Quantal-Dose Response Relationships
- Quantal events follow an all-or-none response.
- Dose-response relates between drug and proportions that respond.
- Curves determine doses for the populations.
- ED50 reflects therapeutic responses in populations.
- Potency relies on effects in settings that are controlled.
Therapeutic Index
Like a safety zone to determine if too much medicine. Therapeutic index describes dose produces toxicity/desired response.
Nervous Systems
- The Brain & Spinal cords
- Activity Integrates, Responsivity initiates, and individuals are made.
Peripheral Nervous System
- Neurons exists outside and inside of the spinal cord/brain.
- They are involved in sending, receiving, and relaying.
- Can be either Sensory (afferent picks up) or motor.
- Motor systems include somatic (skeletal) and Autonomic- Involuntary (digestion, heart beating etc.).
- Parasympathetic/Sympathetic are Autonomic.
Neuron Anatomy
- Axons transmit impulses, while dendrites will receive these among others.
- End structures release neurotransmitters.
- Synapses are a junction
Synapse
- Point where two neurons come face to face.
- Neurotransmitters (i.e. Dopamine & Serotonin etc) are transmitted (NT:s)
- Presynaptic membranes contain Synaptic Vesicles, and presynaptic receptors that are inhibitory and linked to Gi; Vesicles store Neuro Synaptic Transmitters (NTSs).
- Presynaptic Synapses transmit signals, NTSs are metabolise, and receptors are present in both.

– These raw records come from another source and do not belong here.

//! Container lifecycle
//!
//! One disposable container over four persistent volumes:
//! 1. ensure every volume exists (create if absent, never recreate)
//! 2. remove a leftover container with the well-known name
//! 3. create a fresh container, start it and wait until it runs
//! 4. exec the command with stdio attached
//! 5. stop the container and wait until it has stopped

use std::path::{Path, PathBuf};

use super::context::BuildContext;
use super::runtime::{
    BindMount, ContainerRuntime, ContainerSpec, ContainerState, RuntimeError, VolumeMount,
};
use super::{CONTAINER_NAME, IMAGE_TAG, KEEP_ALIVE_COMMAND, RELEASE_MOUNT, VOLUMES};

/// Drives a [`ContainerRuntime`] through the build lifecycle
pub struct Orchestrator<'a> {
    runtime: &'a dyn ContainerRuntime,
    release_dir: PathBuf,
}

impl<'a> Orchestrator<'a> {
    /// `release_dir` is the host directory bind-mounted at `/release`
    pub fn new(runtime: &'a dyn ContainerRuntime, release_dir: impl Into<PathBuf>) -> Self {
        Self {
            runtime,
            release_dir: release_dir.into(),
        }
    }

    pub fn release_dir(&self) -> &Path {
        &self.release_dir
    }

    /// Build the image from a materialized context
    pub fn provision(&self, context: &BuildContext) -> Result<(), RuntimeError> {
        tracing::info!("Building image {} from {}", IMAGE_TAG, context.dir.display());
        self.runtime.build_image(&context.dir, IMAGE_TAG)
    }

    /// Container definition every run starts from
    pub fn container_spec(&self) -> ContainerSpec {
        ContainerSpec {
            name: CONTAINER_NAME.to_string(),
            image: IMAGE_TAG.to_string(),
            volumes: VOLUMES
                .iter()
                .map(|(name, dest)| VolumeMount {
                    name: name.to_string(),
                    dest: dest.to_string(),
                })
                .collect(),
            binds: vec![BindMount {
                source: self.release_dir.clone(),
                dest: RELEASE_MOUNT.to_string(),
            }],
            command: KEEP_ALIVE_COMMAND.iter().map(|s| s.to_string()).collect(),
        }
    }

    /// Run `command` in a fresh build container
    pub fn run(&self, command: &[String], env: &[(String, String)]) -> Result<(), RuntimeError> {
        for (name, _) in VOLUMES {
            if self.runtime.ensure_volume(name)? {
                tracing::info!("Created volume {}", name);
            }
        }

        if self.runtime.container_exists(CONTAINER_NAME)? {
            tracing::info!("Removing stale container {}", CONTAINER_NAME);
            self.runtime.remove_container(CONTAINER_NAME)?;
        }

        std::fs::create_dir_all(&self.release_dir)?;
        let id = self.runtime.create_container(&self.container_spec())?;
        tracing::info!("Starting container {}", CONTAINER_NAME);
        self.runtime.start(&id)?;
        self.runtime.wait(&id, ContainerState::Running)?;

        let exec = self.runtime.exec_attached(&id, command, env);

        // The keep-alive process never exits on its own
        let stopped = self
            .runtime
            .stop(&id)
            .and_then(|_| self.runtime.wait(&id, ContainerState::Stopped));

        match exec? {
            0 => stopped,
            code => {
                if let Err(e) = stopped {
                    tracing::warn!("Failed to stop container after a failed exec: {}", e);
                }
                Err(RuntimeError::ExecFailed { code })
            }
        }
    }
}
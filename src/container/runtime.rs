//! Container runtime capability
//!
//! The orchestrator only needs a narrow slice of a container engine; this
//! trait is that slice. [`super::PodmanRuntime`] drives the real engine,
//! [`super::MockRuntime`] records calls for tests.

use std::path::{Path, PathBuf};

/// Named volume mounted into the container
#[derive(Debug, Clone, PartialEq, Eq)]
pub struct VolumeMount {
    pub name: String,
    pub dest: String,
}

/// Host directory bind-mounted into the container
#[derive(Debug, Clone, PartialEq, Eq)]
pub struct BindMount {
    pub source: PathBuf,
    pub dest: String,
}

/// Everything needed to create the build container
#[derive(Debug, Clone, PartialEq, Eq)]
pub struct ContainerSpec {
    pub name: String,
    pub image: String,
    pub volumes: Vec<VolumeMount>,
    pub binds: Vec<BindMount>,
    /// Main process; kept idle while commands are exec'd
    pub command: Vec<String>,
}

/// States the orchestrator waits for
#[derive(Debug, Clone, Copy, PartialEq, Eq)]
pub enum ContainerState {
    Running,
    Stopped,
}

impl ContainerState {
    pub fn as_str(&self) -> &'static str {
        match self {
            ContainerState::Running => "running",
            ContainerState::Stopped => "stopped",
        }
    }
}

/// Runtime errors
#[derive(Debug, thiserror::Error)]
pub enum RuntimeError {
    #[error("container runtime unreachable: {0}")]
    Unreachable(String),

    #[error("`{command}` failed: {message}")]
    Command { command: String, message: String },

    #[error("command in container exited with status {code}")]
    ExecFailed { code: i32 },

    #[error("I/O error: {0}")]
    Io(#[from] std::io::Error),
}

/// Narrow container engine interface
pub trait ContainerRuntime {
    /// Create the volume if absent. Returns true when it was created.
    fn ensure_volume(&self, name: &str) -> Result<bool, RuntimeError>;

    fn container_exists(&self, name: &str) -> Result<bool, RuntimeError>;

    /// Remove a container; its named volumes are kept
    fn remove_container(&self, name: &str) -> Result<(), RuntimeError>;

    /// Create a container and return its id
    fn create_container(&self, spec: &ContainerSpec) -> Result<String, RuntimeError>;

    fn start(&self, id: &str) -> Result<(), RuntimeError>;

    fn wait(&self, id: &str, state: ContainerState) -> Result<(), RuntimeError>;

    /// Run a command with stdio attached and return its exit code
    fn exec_attached(
        &self,
        id: &str,
        command: &[String],
        env: &[(String, String)],
    ) -> Result<i32, RuntimeError>;

    fn stop(&self, id: &str) -> Result<(), RuntimeError>;

    /// Build an image from a context directory with layer caching
    fn build_image(&self, context: &Path, tag: &str) -> Result<(), RuntimeError>;
}
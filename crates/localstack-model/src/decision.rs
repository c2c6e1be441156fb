//! Build decision record

use serde::{Deserialize, Serialize};

/// Whether a build is required, and why
#[derive(Debug, Clone, Default, PartialEq, Eq, Serialize, Deserialize)]
pub struct BuildDecision {
    pub required: bool,
    pub reasons: Vec<String>,
}

impl BuildDecision {
    /// Decision that no build is needed
    pub fn not_required() -> Self {
        Self::default()
    }

    /// Append a reason and mark the build required
    pub fn require(&mut self, reason: impl Into<String>) {
        self.required = true;
        self.reasons.push(reason.into());
    }
}
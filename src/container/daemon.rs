//! Runtime service process
//!
//! `podman system service` is started in the background for the lifetime of
//! one command and stopped with SIGTERM afterwards. When the socket accepts
//! connections an earlier service is reused and left running. A socket file
//! left behind by a dead service is removed before starting a new one.

use std::fs;
use std::io;
use std::path::{Path, PathBuf};
use std::process::{Child, Command, Stdio};
use std::thread;
use std::time::{Duration, Instant};

use super::runtime::RuntimeError;

/// How long to wait for the socket to appear
pub const SOCKET_TIMEOUT: Duration = Duration::from_secs(10);

const SOCKET_POLL: Duration = Duration::from_secs(1);

/// Handle to the background runtime service
pub struct RuntimeDaemon {
    socket: PathBuf,
    child: Option<Child>,
}

impl RuntimeDaemon {
    /// Start the service (or reuse a live socket) and block until ready
    pub fn start(socket: &Path) -> Result<Self, RuntimeError> {
        if socket_ready(socket) {
            tracing::debug!("Reusing runtime socket {}", socket.display());
            return Ok(Self {
                socket: socket.to_path_buf(),
                child: None,
            });
        }
        remove_stale_socket(socket)?;

        tracing::info!("Starting podman service on {}", socket.display());
        let child = Command::new("podman")
            .args(["system", "service", "--time", "0"])
            .arg(format!("unix://{}", socket.display()))
            .stdin(Stdio::null())
            .stdout(Stdio::null())
            .spawn()
            .map_err(|e| RuntimeError::Unreachable(format!("failed to start podman service: {}", e)))?;

        let mut daemon = Self {
            socket: socket.to_path_buf(),
            child: Some(child),
        };
        if let Err(e) = wait_for_socket(socket, SOCKET_TIMEOUT, SOCKET_POLL) {
            daemon.terminate();
            return Err(e);
        }
        Ok(daemon)
    }

    pub fn socket(&self) -> &Path {
        &self.socket
    }

    /// Stop the service if this handle started it
    pub fn shutdown(mut self) {
        self.terminate();
    }

    fn terminate(&mut self) {
        let Some(mut child) = self.child.take() else {
            return;
        };
        #[cfg(unix)]
        {
            use nix::sys::signal::{self, Signal};
            use nix::unistd::Pid;

            let pid = Pid::from_raw(child.id() as i32);
            if let Err(e) = signal::kill(pid, Signal::SIGTERM) {
                tracing::warn!("Failed to signal podman service: {}", e);
                let _ = child.kill();
            }
        }
        #[cfg(not(unix))]
        {
            let _ = child.kill();
        }
        match child.wait() {
            Ok(status) => tracing::debug!("podman service exited with {}", status),
            Err(e) => tracing::warn!("Failed to wait for podman service: {}", e),
        }
    }
}

impl Drop for RuntimeDaemon {
    fn drop(&mut self) {
        self.terminate();
    }
}

/// Whether a service is accepting connections on `socket`
#[cfg(unix)]
pub fn socket_ready(socket: &Path) -> bool {
    std::os::unix::net::UnixStream::connect(socket).is_ok()
}

#[cfg(not(unix))]
pub fn socket_ready(socket: &Path) -> bool {
    socket.exists()
}

/// Remove a socket file nothing is listening on
fn remove_stale_socket(socket: &Path) -> Result<(), RuntimeError> {
    match fs::remove_file(socket) {
        Ok(()) => {
            tracing::warn!("Removed stale runtime socket {}", socket.display());
            Ok(())
        }
        Err(e) if e.kind() == io::ErrorKind::NotFound => Ok(()),
        Err(e) => Err(RuntimeError::Unreachable(format!(
            "failed to remove stale socket {}: {}",
            socket.display(),
            e
        ))),
    }
}

/// Poll until `socket` accepts connections or `timeout` elapses
pub fn wait_for_socket(socket: &Path, timeout: Duration, poll: Duration) -> Result<(), RuntimeError> {
    let start = Instant::now();
    loop {
        if socket_ready(socket) {
            return Ok(());
        }
        if start.elapsed() >= timeout {
            return Err(RuntimeError::Unreachable(format!(
                "socket {} not ready within {}s",
                socket.display(),
                timeout.as_secs()
            )));
        }
        thread::sleep(poll);
    }
}

#[cfg(all(test, unix))]
mod tests {
    use super::*;
    use std::os::unix::net::UnixListener;

    #[test]
    fn test_wait_for_listening_socket() {
        let dir = tempfile::tempdir().unwrap();
        let socket = dir.path().join("podman.sock");
        let _listener = UnixListener::bind(&socket).unwrap();
        assert!(wait_for_socket(&socket, Duration::from_millis(10), Duration::from_millis(1)).is_ok());
    }

    #[test]
    fn test_wait_for_socket_times_out() {
        let dir = tempfile::tempdir().unwrap();
        let err = wait_for_socket(
            &dir.path().join("absent.sock"),
            Duration::from_millis(20),
            Duration::from_millis(5),
        )
        .unwrap_err();
        assert!(matches!(err, RuntimeError::Unreachable(_)));
    }

    #[test]
    fn test_wait_rejects_dead_socket() {
        let dir = tempfile::tempdir().unwrap();
        let socket = dir.path().join("podman.sock");
        drop(UnixListener::bind(&socket).unwrap());
        assert!(socket.exists());
        assert!(!socket_ready(&socket));
        assert!(wait_for_socket(&socket, Duration::from_millis(20), Duration::from_millis(5)).is_err());
    }

    #[test]
    fn test_listening_socket_is_reused_without_spawning() {
        let dir = tempfile::tempdir().unwrap();
        let socket = dir.path().join("podman.sock");
        let _listener = UnixListener::bind(&socket).unwrap();
        let daemon = RuntimeDaemon::start(&socket).unwrap();
        assert_eq!(daemon.socket(), socket.as_path());
        assert!(daemon.child.is_none());
        daemon.shutdown();
        assert!(socket_ready(&socket));
    }

    #[test]
    fn test_stale_socket_is_removed() {
        let dir = tempfile::tempdir().unwrap();
        let socket = dir.path().join("podman.sock");
        drop(UnixListener::bind(&socket).unwrap());

        remove_stale_socket(&socket).unwrap();
        assert!(!socket.exists());
        // already gone
        remove_stale_socket(&socket).unwrap();
    }
}
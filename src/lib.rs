//! localstack - containerized build orchestrator for custom Android images
//!
//! Host side of the workspace: layered configuration, the `deploy` and
//! `build` commands and the container orchestration they drive. The build
//! itself runs in `localstack-builder` inside the container.

pub mod build;
pub mod config;
pub mod container;
pub mod deploy;
pub mod error;

pub use build::{build, container_command, BuildOutcome};
pub use config::{ConfigError, EffectiveConfig};
pub use container::{ContainerRuntime, MockRuntime, Orchestrator, PodmanRuntime, RuntimeDaemon};
pub use deploy::{deploy, DeployOptions, DeployRecord, StateLayout};
pub use error::LocalstackError;
//! localstack build agent
//!
//! Everything that runs inside the build container, plus the pure pieces
//! the host needs before a container exists:
//! - [`resolve`]: upstream component versions
//! - [`decision`]: whether a build is required
//! - [`checkpoint`]: recorded versions in the release store
//! - [`keys`]: signing key bundles
//! - [`customize`]: ordered source-tree customization
//! - [`executor`]: the stage list and its toolchain calls
//! - [`publish`]: release artifacts and update pointers
//! - [`run`]: one full build run

pub mod checkpoint;
pub mod customize;
pub mod decision;
pub mod error;
pub mod executor;
pub mod keys;
pub mod logging;
pub mod publish;
pub mod resolve;
pub mod retry;
pub mod run;
pub mod runner;
pub mod store;

pub use checkpoint::{recorded_versions, write_checkpoint};
pub use decision::decide;
pub use error::BuildError;
pub use executor::{stages_for, BuildStage, Executor, StageError, Workspace};
pub use keys::{KeyBundle, KeyManager};
pub use publish::{BuildArtifactSet, Publisher};
pub use resolve::{HttpMetadataSource, MetadataSource, StaticMetadataSource, VersionResolver};
pub use retry::RetryPolicy;
pub use run::{run_build, BuildRunState};
pub use runner::{CommandRunner, CommandSpec, RecordingRunner, SystemRunner};
pub use store::{BlobStore, FsBlobStore};
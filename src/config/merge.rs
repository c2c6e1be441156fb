//! Configuration merge logic
//!
//! Layers merge with:
//! - Objects: deep-merge by key
//! - Arrays: REPLACE (last wins)
//! - Scalars: override (last wins)

use serde_json::Value;

/// Deep merge two JSON values.
///
/// Null in the overlay clears the base value.
pub fn deep_merge(base: Value, overlay: Value) -> Value {
    match (base, overlay) {
        (Value::Object(mut base_map), Value::Object(overlay_map)) => {
            for (key, overlay_value) in overlay_map {
                let merged = match base_map.remove(&key) {
                    Some(base_value) => deep_merge(base_value, overlay_value),
                    None => overlay_value,
                };
                base_map.insert(key, merged);
            }
            Value::Object(base_map)
        }

        // Custom patch lists and the like are replaced, never concatenated
        (Value::Array(_), overlay @ Value::Array(_)) => overlay,

        (_, overlay) => overlay,
    }
}

/// Merge layers in order (first is base, last has highest precedence)
pub fn merge_layers(layers: Vec<Value>) -> Value {
    layers.into_iter().fold(Value::Null, deep_merge)
}

/// Drop null members so the value can be written as TOML
pub fn strip_nulls(value: Value) -> Value {
    match value {
        Value::Object(map) => Value::Object(
            map.into_iter()
                .filter(|(_, v)| !v.is_null())
                .map(|(k, v)| (k, strip_nulls(v)))
                .collect(),
        ),
        Value::Array(items) => Value::Array(items.into_iter().map(strip_nulls).collect()),
        other => other,
    }
}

- Vesicles are released by exocytosis upon activation by Calcium.
- Calcium can cause Action potentials through release of NTS.
- In addition, Synaptic receptors can recycle them with reuptake, and use enzyme degradation, creating small gaps.
Ganglia
- Cell cluster with traffic lights, serves as a hub station to process NTSs
- Cell transmits, relays and is intermediaries, it regulates functions like digestion etc. and co-ordinates communication.